Following the Detroit Region Aerotropolis Initiative
Written by Michael Raley
Friday, 11 December 2009 09:29
In early November, legislation regarding the Detroit Region Aerotropolis initiative was referred for a second reading as a portion of the Next Michigan Act. Though the legislature adjourns sin die this month, the initiative will likely be an interesting item to follow when the state House of Representatives reconvenes.
In early 2006, Wayne County, Washtenaw County, the Wayne County Airport authority, and several Southeast Michigan cities and townships agreed to collectively pursue the development of an airport city-an aerotropolis comprised of 60,000 acres around the Detroit Metro and Willow Run airports. This initiative would essentially attempt to create a new core community by attracting the construction of business parks, industrial parks, logistics parks, IT complexes, wholesale merchandise stores, and other businesses that might be attracted by the notion of easy access to large-capacity air shipment and travel.

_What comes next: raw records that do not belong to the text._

impl CodeGenerator {
    /// Prepare a sliced pattern graph for rendering
    ///
    /// TRANS edges that coincide with a control path in the unreduced
    /// `original` are rehydrated to CONTROL, variables are renamed to
    /// `tmp_<n>`, and a root is synthesized when the control skeleton is
    /// fully cyclic.
    #[must_use]
    pub fn new(sliced: &Acdfg, original: &Acdfg) -> Self {
        let mut graph = sliced.clone();
        graph.rehydrate_trans_edges(original);
        let mut var_names = BTreeMap::new();
        graph.rename_vars(&mut var_names);

        if graph.find_control_roots().is_empty() {
            if let Some(root) = graph.effective_control_roots().first().copied() {
                graph.sever_incoming(root);
            }
        }
        let roots: Vec<NodeId> = graph.effective_control_roots().into_iter().collect();

        let mut loops = Vec::new();
        for root in &roots {
            loops.extend(Dominators::compute(&graph, *root).natural_loops());
        }
        loops.sort_by_key(|l| (l.head, l.back_node));
        loops.dedup();

        Self { graph, roots, loops }
    }

    /// Reconstruct the structured AST
    #[must_use]
    pub fn ast(&self) -> PatternAst {
        let view = CfgView::new(&self.graph, &self.loops);
        let (param_ids, decl_ids) = view.vars_to_declare(&self.graph);

        let mut builder = AstBuilder {
            graph: &self.graph,
            view,
            loops: &self.loops,
            resolved_joins: BTreeSet::new(),
            emitted: BTreeSet::new(),
            declared: BTreeSet::new(),
            declarable: decl_ids,
        };

        let empty_stop = BTreeSet::new();
        let mut bodies: Vec<PatternAst> = Vec::new();
        for root in &self.roots {
            let mut pending = None;
            let ast = builder.build(*root, &empty_stop, false, &mut pending);
            if !ast.is_skip() {
                bodies.push(ast);
            }
        }

        // Multiple independent roots read as alternative executions
        let body = if bodies.len() == 1 {
            bodies.remove(0)
        } else {
            bodies
                .into_iter()
                .rev()
                .reduce(|acc, ast| PatternAst::If {
                    then_branch: Box::new(ast),
                    else_branch: Box::new(acc),
                })
                .unwrap_or(PatternAst::Skip)
        };

        let params = param_ids
            .into_iter()
            .filter_map(|id| match self.graph.node(id) {
                Some(Node::Data(d)) => Some((d.ty.clone(), d.name.clone())),
                _ => None,
            })
            .collect();

        PatternAst::MethodDecl {
            params,
            body: Box::new(body),
        }
    }

    /// Render the pattern as pseudocode
    #[must_use]
    pub fn render(&self) -> String {
        render_ast(&self.ast())
    }
}

struct AstBuilder<'a> {
    graph: &'a Acdfg,
    view: CfgView,
    loops: &'a [NaturalLoop],
    resolved_joins: BTreeSet<NodeId>,
    emitted: BTreeSet<NodeId>,
    declared: BTreeSet<NodeId>,
    declarable: BTreeSet<NodeId>,
}

impl<'a> AstBuilder<'a> {
    fn is_unresolved_join(&self, node: NodeId) -> bool {
        self.view.is_join(node) && !self.resolved_joins.contains(&node)
    }

    fn active_loop_at(&self, head: NodeId) -> Option<NaturalLoop> {
        self.loops
            .iter()
            .find(|l| {
                l.head == head && !l.is_self_loop() && self.view.is_loop(l.head, l.back_node)
            })
            .cloned()
    }

    /// Build the AST for the region starting at `node`
    ///
    /// `stop` bounds loop bodies; `in_branch` makes an unresolved join a
    /// deferral point reported through `pending` instead of a statement.
    fn build(
        &mut self,
        node: NodeId,
        stop: &BTreeSet<NodeId>,
        in_branch: bool,
        pending: &mut Option<NodeId>,
    ) -> PatternAst {
        if stop.contains(&node) {
            return PatternAst::Skip;
        }
        if in_branch && self.is_unresolved_join(node) {
            *pending = Some(node);
            return PatternAst::Skip;
        }

        // Loops headed here wrap everything else at this node
        if let Some(lp) = self.active_loop_at(node) {
            self.view.remove_loop(lp.head, lp.back_node);

            let body_stop: BTreeSet<NodeId> = self
                .graph
                .control_nodes()
                .map(Node::id)
                .filter(|n| !lp.body.contains(n))
                .collect();
            let mut body_pending = None;
            let body = self.build(node, &body_stop, false, &mut body_pending);

            // Continue at the loop's unique exit, if one exists
            let mut exits: BTreeSet<NodeId> = BTreeSet::new();
            for member in &lp.body {
                for (_, succ) in self.view.successors(*member) {
                    if !lp.body.contains(succ) && !stop.contains(succ) {
                        exits.insert(*succ);
                    }
                }
            }
            let while_ast = PatternAst::While {
                body: Box::new(body),
            };
            return match exits.first().copied() {
                Some(exit) => seq(vec![
                    while_ast,
                    self.build(exit, stop, in_branch, pending),
                ]),
                None => while_ast,
            };
        }

        // A node reached again outside a tracked loop (an irreducible cycle
        // has no dominance-based back edge to retire) terminates the walk
        // here instead of recursing forever
        if !self.emitted.insert(node) {
            return PatternAst::Skip;
        }

        let mut stmt = self.statement(node);
        if self.view.has_self_loop(node) {
            stmt = PatternAst::While {
                body: Box::new(stmt),
            };
        }

        if self.view.is_if(node) {
            let Some((left, right)) = self.view.if_branches(node) else {
                return stmt;
            };
            let mut left_join = None;
            let mut right_join = None;
            let then_branch = self.build(left, stop, true, &mut left_join);
            let else_branch = self.build(right, stop, true, &mut right_join);
            let if_ast = PatternAst::If {
                then_branch: Box::new(then_branch),
                else_branch: Box::new(else_branch),
            };
            let join = match (left_join, right_join) {
                (Some(j), _) | (None, Some(j)) => Some(j),
                (None, None) => None,
            };
            return match join {
                Some(j) => {
                    self.resolved_joins.insert(j);
                    seq(vec![stmt, if_ast, self.build(j, stop, in_branch, pending)])
                }
                None => seq(vec![stmt, if_ast]),
            };
        }

        if self.view.is_seq(node) {
            if let Some(next) = self.view.next_node(node) {
                return seq(vec![stmt, self.build(next, stop, in_branch, pending)]);
            }
        }

        stmt
    }

    /// The statement a single control node contributes
    fn statement(&mut self, node: NodeId) -> PatternAst {
        let Some(Node::Method(m)) = self.graph.node(node) else {
            return PatternAst::Skip;
        };

        let call = PatternAst::Call {
            name: m.name.clone(),
            invokee: m.invokee.map(|id| Box::new(self.data_expr(id))),
            args: m.args.iter().map(|id| self.data_expr(*id)).collect(),
        };

        match m.assignee {
            None => call,
            Some(target_id) => {
                let target = Box::new(self.data_expr(target_id));
                let first_def =
                    self.declarable.contains(&target_id) && self.declared.insert(target_id);
                if first_def {
                    let ty = match self.graph.node(target_id) {
                        Some(Node::Data(d)) => d.ty.clone(),
                        _ => "Object".to_owned(),
                    };
                    PatternAst::Decl {
                        ty,
                        target,
                        value: Some(Box::new(call)),
                    }
                } else {
                    PatternAst::Assign {
                        target,
                        value: Box::new(call),
                    }
                }
            }
        }
    }

    fn data_expr(&self, id: NodeId) -> PatternAst {
        match self.graph.node(id) {
            Some(Node::Data(d)) => match d.kind {
                DataKind::Var => PatternAst::Var(d.name.clone()),
                DataKind::Const => PatternAst::Const(d.name.clone()),
            },
            _ => PatternAst::Var("unknown".to_owned()),
        }
    }
}

fn seq(stmts: Vec<PatternAst>) -> PatternAst {
    let mut flat = Vec::new();
    for stmt in stmts {
        match stmt {
            PatternAst::Skip => {}
            PatternAst::Seq(inner) => flat.extend(inner.into_iter().filter(|s| !s.is_skip())),
            other => flat.push(other),
        }
    }
    match flat.len() {
        0 => PatternAst::Skip,
        1 => flat.remove(0),
        _ => PatternAst::Seq(flat),
    }
}

/// Render an AST as pseudocode
#[must_use]
pub fn render_ast(ast: &PatternAst) -> String {
    let mut out = String::new();
    write_stmt(ast, 0, &mut out);
    out
}

fn indent(out: &mut String, depth: usize) {
    for _ in 0..depth {
        out.push_str("  ");
    }
}

fn write_expr(ast: &PatternAst, out: &mut String) {
    match ast {
        PatternAst::Var(name) | PatternAst::Const(name) => out.push_str(name),
        PatternAst::Call {
            name,
            invokee,
            args,
        } => {
            if let Some(recv) = invokee {
                write_expr(recv, out);
                out.push('.');
            }
            out.push_str(name);
            out.push('(');
            for (i, arg) in args.iter().enumerate() {
                if i > 0 {
                    out.push_str(", ");
                }
                write_expr(arg, out);
            }
            out.push(')');
        }
        other => {
            // Statements never appear in expression position
            let _ = write!(out, "{other:?}");
        }
    }
}

fn write_stmt(ast: &PatternAst, depth: usize, out: &mut String) {
    match ast {
        PatternAst::Skip => {}
        PatternAst::Seq(stmts) => {
            for stmt in stmts {
                write_stmt(stmt, depth, out);
            }
        }
        PatternAst::Var(_) | PatternAst::Const(_) | PatternAst::Call { .. } => {
            indent(out, depth);
            write_expr(ast, out);
            out.push_str(";\n");
        }
        PatternAst::Assign { target, value } => {
            indent(out, depth);
            write_expr(target, out);
            out.push_str(" = ");
            write_expr(value, out);
            out.push_str(";\n");
        }
        PatternAst::Decl { ty, target, value } => {
            indent(out, depth);
            out.push_str(ty);
            out.push(' ');
            write_expr(target, out);
            if let Some(value) = value {
                out.push_str(" = ");
                write_expr(value, out);
            }
            out.push_str(";\n");
        }
        PatternAst::If {
            then_branch,
            else_branch,
        } => {
            indent(out, depth);
            out.push_str("if (*) {\n");
            write_stmt(then_branch, depth + 1, out);
            if else_branch.is_skip() {
                indent(out, depth);
                out.push_str("}\n");
            } else {
                indent(out, depth);
                out.push_str("} else {\n");
                write_stmt(else_branch, depth + 1, out);
                indent(out, depth);
                out.push_str("}\n");
            }
        }
        PatternAst::While { body } => {
            indent(out, depth);
            out.push_str("while (*) {\n");
            write_stmt(body, depth + 1, out);
            indent(out, depth);
            out.push_str("}\n");
        }
        PatternAst::MethodDecl { params, body } => {
            indent(out, depth);
            out.push_str("void pattern(");
            for (i, (ty, name)) in params.iter().enumerate() {
                if i > 0 {
                    out.push_str(", ");
                }
                let _ = write!(out, "{ty} {name}");
            }
            out.push_str(") {\n");
            write_stmt(body, depth + 1, out);
            indent(out, depth);
            out.push_str("}\n");
        }
    }
}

The new community would require new infrastructure, namely in the form of new transportation. According to the initiative's website, mass transit would play a significant role in the development of this community. The first course of action in this regard would likely have to do with the proposed Detroit-Ann Arbor commuter rail, which just gained $7.5 million in federal funds for a study to be conducted on the project.
A promotional video also says that execution of this initiative could bring 64,000 jobs to the area, $3.8 billion in annual wages, and $10 billion in economic activity per year. $171 million in tax revenue would also be produced.

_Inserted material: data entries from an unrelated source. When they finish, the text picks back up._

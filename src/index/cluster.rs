//! Cluster descriptors and the method-name index over them

use std::collections::{BTreeMap, BTreeSet};
use std::fs::File;
use std::io::{BufRead, BufReader};
use std::path::Path;

use tracing::info;

use crate::error::{Error, Result};
use crate::index::set_trie::SetTrie;

/// One mined cluster: an id and the method names its patterns use
#[derive(Debug, Clone, PartialEq, Eq)]
pub struct ClusterInfo {
    /// Cluster id from the descriptor file
    pub id: u32,
    /// Method names, sorted and deduplicated
    pub methods: Vec<String>,
}

/// Index from method-name bags to candidate clusters
///
/// Built once from a descriptor file, then queried read-only for every
/// search. Method names get dense integer codes so cluster method sets
/// become small sorted `u32` sets in a [`SetTrie`].
#[derive(Debug)]
pub struct ClusterIndex {
    vocabulary: BTreeMap<String, u32>,
    trie: SetTrie<usize>,
    clusters: Vec<ClusterInfo>,
}

impl ClusterIndex {
    /// Parse a descriptor file (`clusters.txt`)
    ///
    /// # Errors
    ///
    /// [`Error::Io`] when the file cannot be read, [`Error::Decode`] on a
    /// malformed record.
    pub fn from_file(path: &Path) -> Result<Self> {
        let file = File::open(path)?;
        let index = Self::from_reader(BufReader::new(file))?;
        info!(
            clusters = index.clusters.len(),
            methods = index.vocabulary.len(),
            path = %path.display(),
            "cluster index built"
        );
        Ok(index)
    }

    /// Parse a descriptor from any reader
    ///
    /// One record per line, `<id>: <method>, <method>, ...`; blank lines and
    /// `#` comments are skipped.
    ///
    /// # Errors
    ///
    /// [`Error::Decode`] names the offending line on a malformed record or a
    /// duplicate cluster id.
    pub fn from_reader<R: BufRead>(reader: R) -> Result<Self> {
        let mut vocabulary: BTreeMap<String, u32> = BTreeMap::new();
        let mut clusters: Vec<ClusterInfo> = Vec::new();
        let mut seen_ids: BTreeSet<u32> = BTreeSet::new();

        for (lineno, line) in reader.lines().enumerate() {
            let line = line?;
            let lineno = lineno + 1;
            let trimmed = line.trim();
            if trimmed.is_empty() || trimmed.starts_with('#') {
                continue;
            }

            let (id_part, methods_part) = trimmed.split_once(':').ok_or_else(|| {
                Error::decode(format!("cluster descriptor line {lineno}: missing ':'"))
            })?;
            let id: u32 = id_part.trim().parse().map_err(|_| {
                Error::decode(format!(
                    "cluster descriptor line {lineno}: bad cluster id {:?}",
                    id_part.trim()
                ))
            })?;
            if !seen_ids.insert(id) {
                return Err(Error::decode(format!(
                    "cluster descriptor line {lineno}: duplicate cluster id {id}"
                )));
            }

            let mut methods: Vec<String> = methods_part
                .split(',')
                .map(str::trim)
                .filter(|m| !m.is_empty())
                .map(str::to_owned)
                .collect();
            if methods.is_empty() {
                return Err(Error::decode(format!(
                    "cluster descriptor line {lineno}: cluster {id} lists no methods"
                )));
            }
            methods.sort_unstable();
            methods.dedup();

            for method in &methods {
                if !vocabulary.contains_key(method) {
                    #[allow(clippy::cast_possible_truncation)] // dense codes
                    let code = vocabulary.len() as u32;
                    vocabulary.insert(method.clone(), code);
                }
            }

            clusters.push(ClusterInfo { id, methods });
        }

        let mut trie = SetTrie::new();
        for (slot, cluster) in clusters.iter().enumerate() {
            let key: Vec<u32> = cluster
                .methods
                .iter()
                .map(|m| vocabulary[m])
                .collect();
            trie.insert(&key, slot);
        }

        Ok(Self {
            vocabulary,
            trie,
            clusters,
        })
    }

    /// All indexed clusters, in descriptor order
    #[must_use]
    pub fn clusters(&self) -> &[ClusterInfo] {
        &self.clusters
    }

    /// Clusters sharing at least `min_common` of `methods` with the query
    ///
    /// Unknown method names are dropped up front; `min_common == 0` returns
    /// every cluster. Results are deduplicated and ordered by cluster id.
    #[must_use]
    pub fn clusters_for(&self, methods: &[&str], min_common: usize) -> Vec<&ClusterInfo> {
        if min_common == 0 {
            let mut all: Vec<&ClusterInfo> = self.clusters.iter().collect();
            all.sort_by_key(|c| c.id);
            return all;
        }

        let mut codes: Vec<u32> = methods
            .iter()
            .filter_map(|m| self.vocabulary.get(*m).copied())
            .collect();
        codes.sort_unstable();
        codes.dedup();
        if codes.len() < min_common {
            return Vec::new();
        }

        let mut slots: BTreeSet<usize> = BTreeSet::new();
        let mut combo: Vec<u32> = Vec::with_capacity(min_common);
        self.collect_combinations(&codes, min_common, 0, &mut combo, &mut slots);

        let mut hits: Vec<&ClusterInfo> = slots.into_iter().map(|s| &self.clusters[s]).collect();
        hits.sort_by_key(|c| c.id);
        hits
    }

    /// Superset-query every size-`remaining`+|combo| combination of `codes`
    fn collect_combinations(
        &self,
        codes: &[u32],
        size: usize,
        start: usize,
        combo: &mut Vec<u32>,
        slots: &mut BTreeSet<usize>,
    ) {
        if combo.len() == size {
            slots.extend(self.trie.supersets(combo).into_iter().copied());
            return;
        }
        let still_needed = size - combo.len();
        for i in start..codes.len() {
            if codes.len() - i < still_needed {
                break;
            }
            combo.push(codes[i]);
            self.collect_combinations(codes, size, i + 1, combo, slots);
            combo.pop();
        }
    }
}

#[cfg(test)]
mod tests {
    use super::*;

    const DESCRIPTOR: &str = "\
# mined 2026-08
1: android.widget.BaseAdapter.notifyDataSetChanged, android.widget.ListView.getAdapter
2: android.widget.ListView.getAdapter, android.view.View.findViewById
3: android.view.View.findViewById, java.util.List.add, java.util.List.size

4: java.util.Iterator.hasNext, java.util.Iterator.next
";

    fn index() -> ClusterIndex {
        ClusterIndex::from_reader(DESCRIPTOR.as_bytes()).unwrap()
    }

    #[test]
    fn test_parse_skips_comments_and_blanks() {
        let idx = index();
        assert_eq!(idx.clusters().len(), 4);
        assert_eq!(idx.clusters()[3].id, 4);
    }

    #[test]
    fn test_two_common_methods() {
        let idx = index();
        let hits = idx.clusters_for(
            &[
                "android.widget.ListView.getAdapter",
                "android.view.View.findViewById",
                "com.example.Unknown.method",
            ],
            2,
        );
        assert_eq!(hits.iter().map(|c| c.id).collect::<Vec<_>>(), vec![2]);
    }

    #[test]
    fn test_one_common_method_reaches_more_clusters() {
        let idx = index();
        let hits = idx.clusters_for(&["android.view.View.findViewById"], 1);
        assert_eq!(hits.iter().map(|c| c.id).collect::<Vec<_>>(), vec![2, 3]);
    }

    #[test]
    fn test_min_common_zero_returns_everything() {
        let idx = index();
        let hits = idx.clusters_for(&[], 0);
        assert_eq!(hits.len(), 4);
    }

    #[test]
    fn test_not_enough_known_methods() {
        let idx = index();
        assert!(idx
            .clusters_for(&["com.example.Unknown.method"], 1)
            .is_empty());
        assert!(idx
            .clusters_for(&["java.util.Iterator.hasNext"], 2)
            .is_empty());
    }

    #[test]
    fn test_results_deduplicated_across_combinations() {
        let idx = index();
        // Both 2-combinations of cluster 3's methods hit cluster 3 once
        let hits = idx.clusters_for(
            &[
                "android.view.View.findViewById",
                "java.util.List.add",
                "java.util.List.size",
            ],
            2,
        );
        assert_eq!(hits.iter().map(|c| c.id).collect::<Vec<_>>(), vec![3]);
    }

    #[test]
    fn test_malformed_line_names_the_line() {
        let err = ClusterIndex::from_reader("1: a.b\nnot a record\n".as_bytes()).unwrap_err();
        let msg = err.to_string();
        assert!(msg.contains("line 2"), "got: {msg}");
    }

    #[test]
    fn test_bad_id_rejected() {
        assert!(ClusterIndex::from_reader("x: a.b\n".as_bytes()).is_err());
    }

    #[test]
    fn test_duplicate_id_rejected() {
        assert!(ClusterIndex::from_reader("1: a.b\n1: c.d\n".as_bytes()).is_err());
    }

    #[test]
    fn test_empty_method_list_rejected() {
        assert!(ClusterIndex::from_reader("1:   \n".as_bytes()).is_err());
    }
}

The package of bills recently read by the House Transportation Committee would create tax incentives and an expedited zoning process for the community, whose area would be zoned as one of several "Next Michigan" districts in the state. Within a given district are "Next Michigan Renaissance Zones". Both state-level zoning measures require the consent of the municipalities within which the territory lies.
Shortly after the Transportation Committee acted upon the legislation, the Michigan Municipal League released a statement indicating that while it supports the measures, much work remains to be done on the bills, namely to ensure that core cities have a greater say in the process and are able to benefit more directly from it.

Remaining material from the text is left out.